Now, a quick aside: we think of space debris as highly-destructive macro-particles - paint chips an bigger. However, there's a lot of microscopic dust up there, as well. This stuff has a sort of corrosive (or, to be more accurate, perhaps erosive) effect, leading to decreasing power generation efficiency and localized failures, over time. Also, the more
big satellites you have up there, the more targets for the larger space debris. Elon Musk says his StarLink satellites will be equipped with propulsion to help them dodge debris, but I think you're talking about some serious size and weight to equip these proposed camera platforms with such propulsion.

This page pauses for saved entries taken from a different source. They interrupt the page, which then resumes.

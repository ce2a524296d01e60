// SPDX-License-Identifier: AGPL-3.0-or-later
// Copyright (C) 2025 Blackman Artificial Intelligence Technologies Inc.

//! CPU descriptor normalization
//!
//! Intel parts collapse to `"<family> <generation>th gen"`, Ryzen parts to
//! `"ryzen <tier> <series>"`. Anything else falls through as the cleaned,
//! lowercased text.

use regex::Regex;
use std::sync::OnceLock;

use super::text::{
    collapse_whitespace, remove_parentheticals, remove_words, strip_trademarks, whole_words,
};

/// Ryzen model leading digit to series label
const RYZEN_SERIES: &[(char, &str)] = &[
    ('1', "1000"),
    ('2', "2000"),
    ('3', "3000"),
    ('4', "4000"),
    ('5', "5000"),
    ('7', "7000"),
];

fn decoration_re() -> &'static Regex {
    static RE: OnceLock<Regex> = OnceLock::new();
    RE.get_or_init(|| whole_words(&["processor", "core", "intel", "amd"]))
}

fn intel_re() -> &'static Regex {
    static RE: OnceLock<Regex> = OnceLock::new();
    RE.get_or_init(|| {
        Regex::new(r"\b(i[3579])(?:[\s-]*([0-9]{3,5}))?").expect("intel pattern is valid")
    })
}

fn generation_token_re() -> &'static Regex {
    static RE: OnceLock<Regex> = OnceLock::new();
    RE.get_or_init(|| {
        Regex::new(r"\b([0-9]{1,2})\s*(?:st|nd|rd|th)[\s-]*gen(?:eration)?\b")
            .expect("generation pattern is valid")
    })
}

fn ryzen_re() -> &'static Regex {
    static RE: OnceLock<Regex> = OnceLock::new();
    RE.get_or_init(|| {
        Regex::new(r"\bryzen\s*([3579])\b(?:[\s-]*([0-9]{3,4}))?").expect("ryzen pattern is valid")
    })
}

/// Lowercase and strip vendor decoration, leaving the text the family
/// patterns run against.
fn clean(raw: &str) -> String {
    let lowered = raw.to_lowercase();
    let without_marks = strip_trademarks(&lowered);
    let without_parens = remove_parentheticals(&without_marks);
    let without_vendor = remove_words(&without_parens, decoration_re());
    collapse_whitespace(&without_vendor)
}

/// Normalize a CPU descriptor into its canonical lookup key.
///
/// Never fails; unrecognized input comes back cleaned rather than rejected.
pub fn normalize_cpu(raw: &str) -> String {
    let cleaned = clean(raw);

    if let Some(key) = intel_key(&cleaned) {
        return key;
    }
    if let Some(key) = ryzen_key(&cleaned) {
        return key;
    }

    cleaned
}

fn intel_key(cleaned: &str) -> Option<String> {
    let caps = intel_re().captures(cleaned)?;
    let family = caps.get(1)?.as_str();

    // An explicit "12th gen" beats whatever the model number implies
    let generation = explicit_generation(cleaned).or_else(|| {
        caps.get(2)
            .and_then(|model| generation_from_model(model.as_str()))
    });

    Some(match generation {
        Some(generation) => format!("{family} {generation}th gen"),
        None => family.to_string(),
    })
}

fn explicit_generation(cleaned: &str) -> Option<u32> {
    generation_token_re()
        .captures(cleaned)
        .and_then(|caps| caps.get(1))
        .and_then(|digits| digits.as_str().parse::<u32>().ok())
        .filter(|generation| *generation > 0)
}

/// Five-digit models carry the generation in the first two digits
/// (12400 -> 12); four- and three-digit models in the first one.
fn generation_from_model(model: &str) -> Option<u32> {
    let prefix = match model.len() {
        5 => &model[..2],
        3 | 4 => &model[..1],
        _ => return None,
    };
    prefix.parse::<u32>().ok().filter(|generation| *generation > 0)
}

fn ryzen_key(cleaned: &str) -> Option<String> {
    let caps = ryzen_re().captures(cleaned)?;
    let tier = caps.get(1)?.as_str();

    let series = caps
        .get(2)
        .and_then(|model| model.as_str().chars().next())
        .map(series_label);

    Some(match series {
        Some(series) => format!("ryzen {tier} {series}"),
        None => format!("ryzen {tier}"),
    })
}

fn series_label(leading: char) -> String {
    RYZEN_SERIES
        .iter()
        .find(|(digit, _)| *digit == leading)
        .map(|(_, label)| label.to_string())
        .unwrap_or_else(|| format!("{leading}000"))
}

#[cfg(test)]
mod tests {
    use super::*;

    // ==================== Intel ====================

    #[test]
    fn test_intel_same_generation_collides() {
        let expected = "i5 12th gen";
        assert_eq!(normalize_cpu("Intel Core i5-12400F"), expected);
        assert_eq!(normalize_cpu("i5 12600K"), expected);
        assert_eq!(normalize_cpu("Core i5 12th Gen"), expected);
        assert_eq!(normalize_cpu("12th Gen Intel(R) Core(TM) i5-12400"), expected);
    }

    #[test]
    fn test_intel_four_digit_model_uses_first_digit() {
        assert_eq!(normalize_cpu("Intel Core i7-9700K"), "i7 9th gen");
        assert_eq!(normalize_cpu("i5-4690"), "i5 4th gen");
    }

    #[test]
    fn test_intel_three_digit_model_uses_first_digit() {
        assert_eq!(normalize_cpu("Intel Core i7 920"), "i7 9th gen");
    }

    #[test]
    fn test_intel_explicit_generation_wins_over_model() {
        assert_eq!(normalize_cpu("i5-12400 (13th gen refresh)"), "i5 12th gen");
        assert_eq!(normalize_cpu("i5-12400 13th gen"), "i5 13th gen");
    }

    #[test]
    fn test_intel_ordinal_suffixes() {
        assert_eq!(normalize_cpu("Core i7 2nd Gen"), "i7 2th gen");
        assert_eq!(normalize_cpu("Core i3 3rd generation"), "i3 3th gen");
        assert_eq!(normalize_cpu("i9 1st gen"), "i9 1th gen");
    }

    #[test]
    fn test_intel_without_generation_is_bare_family() {
        assert_eq!(normalize_cpu("Intel Core i9"), "i9");
        assert_eq!(normalize_cpu("i3-99"), "i3");
    }

    #[test]
    fn test_intel_processor_word_and_trademarks_stripped() {
        assert_eq!(
            normalize_cpu("Intel® Core™ i7-13700K Processor"),
            "i7 13th gen"
        );
    }

    // ==================== Ryzen ====================

    #[test]
    fn test_ryzen_same_series_collides() {
        assert_eq!(normalize_cpu("Ryzen 5 5600"), normalize_cpu("AMD Ryzen 5 5600X"));
        assert_eq!(normalize_cpu("Ryzen 5 5600"), "ryzen 5 5000");
    }

    #[test]
    fn test_ryzen_series_table() {
        assert_eq!(normalize_cpu("Ryzen 7 1700"), "ryzen 7 1000");
        assert_eq!(normalize_cpu("Ryzen 5 2600"), "ryzen 5 2000");
        assert_eq!(normalize_cpu("Ryzen 9 3900X"), "ryzen 9 3000");
        assert_eq!(normalize_cpu("Ryzen 3 4100"), "ryzen 3 4000");
        assert_eq!(normalize_cpu("Ryzen 7 7800X3D"), "ryzen 7 7000");
    }

    #[test]
    fn test_ryzen_unmapped_leading_digit_passes_through() {
        assert_eq!(normalize_cpu("Ryzen 5 8600G"), "ryzen 5 8000");
        assert_eq!(normalize_cpu("Ryzen 9 9950X"), "ryzen 9 9000");
    }

    #[test]
    fn test_ryzen_hyphenated_model() {
        assert_eq!(normalize_cpu("AMD Ryzen 7-5800X3D"), "ryzen 7 5000");
    }

    #[test]
    fn test_ryzen_without_model() {
        assert_eq!(normalize_cpu("AMD Ryzen 5"), "ryzen 5");
    }

    #[test]
    fn test_ryzen_requires_tier_digit() {
        // "5600" is a model, not a tier followed by a model
        assert_eq!(normalize_cpu("Ryzen 5600"), "ryzen 5600");
    }

    // ==================== Fallback ====================

    #[test]
    fn test_unrecognized_falls_back_to_cleaned_text() {
        assert_eq!(normalize_cpu("  Apple   M2 Pro "), "apple m2 pro");
        assert_eq!(normalize_cpu("AMD Athlon 3000G"), "athlon 3000g");
    }

    #[test]
    fn test_empty_input() {
        assert_eq!(normalize_cpu(""), "");
        assert_eq!(normalize_cpu("   "), "");
        assert_eq!(normalize_cpu("(boxed)"), "");
    }

    #[test]
    fn test_canonical_keys_are_fixed_points() {
        for key in ["i5 12th gen", "i7", "ryzen 5 5000", "ryzen 9", "apple m2"] {
            assert_eq!(normalize_cpu(key), key);
        }
    }
}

Finally, let's talk about the transmission and storage of all this data. Even 100:1 compression would mean about 100 GB/sec per satellite, assuming we start with 24 bits per pixel. I don't know anything about microwave communications, but I'll go out on a limb and say that's probably 2-3 orders of magnitude above their transmission capacity. And, on the ground, you've got to store that 3.18 petabytes per second, which would fill 318 10 TB HDDs
per second. That's 27 thousand enterprise disks (costing in the ballpark of $500, each), per day of video you want to store. Not to mention the cost of hosting and running them. If we assume the datacenter & server overhead brings it to about $1000 per disk, then storage for a week of video would be in the realm of $192 M.
So, this is
many orders of magnitude beyond the realm of feasibility. An interesting thought experiment, but absurd in the
extreme.
Now, if we restrict the surveillance just to densely-populated areas, you could probably lop about 3 orders of magnitude off those numbers, bringing it
closer to the realm of feasibility for a similarly-sized network of
dedicated surveillance satellites. Even for a DoD-level budget, it would still be quite a stretch. The reality is that spy satellites are just not cut out for such wide-area surveillance. You just can't watch everywhere, all at once.
One parting thought: what would you propose to do about overcast conditions or night time? If you do a pixel-level zoom on the raw image from a 50 MPix sensor, it's quite noisy, even in good light. If you take long exposures to deal with nighttime, then any moving objects are going to be blurry smudges. And thermal imaging won't save you, because thermal image sensors are way lower-resolution (and much more expensive) than optical.
BTW, feel free to check my math. I did this rather quickly, but I'm quite sure any errors I might've made didn't have much effect on the conclusion. I was fairly conservative on compression, but remember that the quality has to be good enough for the fully zoomed-in images to be useful.